_Exercise goal_
Copy out every line of the records where the string "stderr" occurs.

_Record extracts_
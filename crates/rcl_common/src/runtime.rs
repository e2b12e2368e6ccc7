//! Container runtime CLI access.
//!
//! Only three runtime calls are made: list every instance, list installed
//! images and force-remove an image by ID. Output is JSON; parsing is kept
//! separate so callers decide how to degrade.

use crate::error::{RclError, Result};
use serde::Deserialize;
use std::path::{Path, PathBuf};
use std::process::Command;
use tracing::debug;

/// Instance state as reported by the runtime.
///
/// Older runtimes report a numeric code where 3 means running.
#[derive(Debug, Clone, PartialEq, Eq, Deserialize)]
#[serde(untagged)]
pub enum InstanceState {
    Code(i64),
    Name(String),
}

impl InstanceState {
    pub fn is_running(&self) -> bool {
        match self {
            InstanceState::Code(code) => *code == 3,
            InstanceState::Name(name) => name == "running",
        }
    }
}

impl Default for InstanceState {
    fn default() -> Self {
        InstanceState::Name(String::new())
    }
}

/// Snapshot of one runtime-reported container instance
#[derive(Debug, Clone, PartialEq, Eq, Deserialize)]
pub struct ContainerInstance {
    #[serde(rename = "Id", alias = "ID", default)]
    pub id: String,
    #[serde(rename = "Image", default)]
    pub image: String,
    #[serde(rename = "State", default)]
    pub state: InstanceState,
}

/// Installed image; names may be absent for dangling images
#[derive(Debug, Clone, PartialEq, Eq, Deserialize)]
pub struct ContainerImage {
    #[serde(rename = "Id", alias = "ID")]
    pub id: String,
    #[serde(rename = "Names", default)]
    pub names: Option<Vec<String>>,
}

pub fn parse_instances(json: &str) -> std::result::Result<Vec<ContainerInstance>, serde_json::Error> {
    serde_json::from_str(json)
}

pub fn parse_images(json: &str) -> std::result::Result<Vec<ContainerImage>, serde_json::Error> {
    serde_json::from_str(json)
}

/// The external container runtime
pub trait ContainerRuntime {
    /// JSON listing of every instance, running or not
    fn list_instances_json(&self) -> Result<String>;

    /// JSON listing of installed images
    fn list_images_json(&self) -> Result<String>;

    /// Force-remove one image by exact ID
    fn remove_image(&self, id: &str) -> Result<()>;
}

/// Runtime driven through the podman CLI
#[derive(Debug, Clone)]
pub struct PodmanCli {
    bin: PathBuf,
}

impl PodmanCli {
    pub fn new(bin: impl Into<PathBuf>) -> Self {
        Self { bin: bin.into() }
    }

    pub fn bin(&self) -> &Path {
        &self.bin
    }

    fn run(&self, args: &[&str]) -> Result<String> {
        debug!("Running {} {}", self.bin.display(), args.join(" "));
        let output = Command::new(&self.bin).args(args).output().map_err(|e| {
            RclError::Runtime(format!("cannot execute {}: {}", self.bin.display(), e))
        })?;

        let stdout = String::from_utf8_lossy(&output.stdout).trim().to_string();
        if !output.status.success() {
            let stderr = String::from_utf8_lossy(&output.stderr).trim().to_string();
            return Err(RclError::Runtime(format!(
                "{} {} exited with {}: {}",
                self.bin.display(),
                args.join(" "),
                output.status,
                if stderr.is_empty() { &stdout } else { &stderr }
            )));
        }
        Ok(stdout)
    }
}

impl ContainerRuntime for PodmanCli {
    fn list_instances_json(&self) -> Result<String> {
        self.run(&["ps", "--all", "--format", "json"])
    }

    fn list_images_json(&self) -> Result<String> {
        self.run(&["images", "--format", "json"])
    }

    fn remove_image(&self, id: &str) -> Result<()> {
        self.run(&["image", "rm", "--force", id]).map(|_| ())
    }
}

_Written solution_
            let stderr = String::from_utf8_lossy(&output.stderr).trim().to_string();
                if stderr.is_empty() { &stdout } else { &stderr }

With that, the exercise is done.